INSTRUCTIONS FOR THE TASK
Count up the lines below that include the string "page" and report the number by itself.

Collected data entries
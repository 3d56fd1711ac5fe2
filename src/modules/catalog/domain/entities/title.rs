use super::genre::Genre;
use super::video::VideoClip;
use crate::modules::catalog::domain::value_objects::{Rating, ReleaseDate, Runtime};
use serde::{Deserialize, Serialize};

/// Image shown when the catalog has no art for a title
pub const PLACEHOLDER_IMAGE: &str = "/placeholder.jpg";

/// Most recommendations a detail page shows
pub const MAX_RECOMMENDATIONS: usize = 6;

/// Card-sized view of a catalog title, as returned by list and search endpoints
#[derive(Debug, Clone, PartialEq, Serialize, Deserialize)]
#[serde(rename_all = "camelCase")]
pub struct TitleSummary {
    pub id: u32,
    pub title: String,
    pub overview: String,
    /// Resolved poster URL, or `PLACEHOLDER_IMAGE`
    pub poster_url: String,
    pub backdrop_url: Option<String>,
    pub release_date: ReleaseDate,
    pub rating: Rating,
    pub genre_ids: Vec<u32>,
}

impl TitleSummary {
    pub fn has_poster(&self) -> bool {
        self.poster_url != PLACEHOLDER_IMAGE
    }
}

/// Everything a detail page renders for one title
#[derive(Debug, Clone, PartialEq, Serialize, Deserialize)]
#[serde(rename_all = "camelCase")]
pub struct TitleDetail {
    pub id: u32,
    pub title: String,
    pub overview: String,
    pub tagline: Option<String>,
    pub poster_url: String,
    pub backdrop_url: Option<String>,
    pub release_date: ReleaseDate,
    pub rating: Rating,
    pub runtime: Option<Runtime>,
    pub genres: Vec<Genre>,
    pub trailer: Option<VideoClip>,
    pub recommendations: Vec<TitleSummary>,
}

impl TitleDetail {
    /// Card view of this title (used when favoriting from a detail page)
    pub fn summary(&self) -> TitleSummary {
        TitleSummary {
            id: self.id,
            title: self.title.clone(),
            overview: self.overview.clone(),
            poster_url: self.poster_url.clone(),
            backdrop_url: self.backdrop_url.clone(),
            release_date: self.release_date,
            rating: self.rating,
            genre_ids: self.genres.iter().map(|g| g.id).collect(),
        }
    }

    pub fn genre_names(&self) -> Vec<&str> {
        self.genres.iter().map(|g| g.name.as_str()).collect()
    }
}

ANSWER BOX
3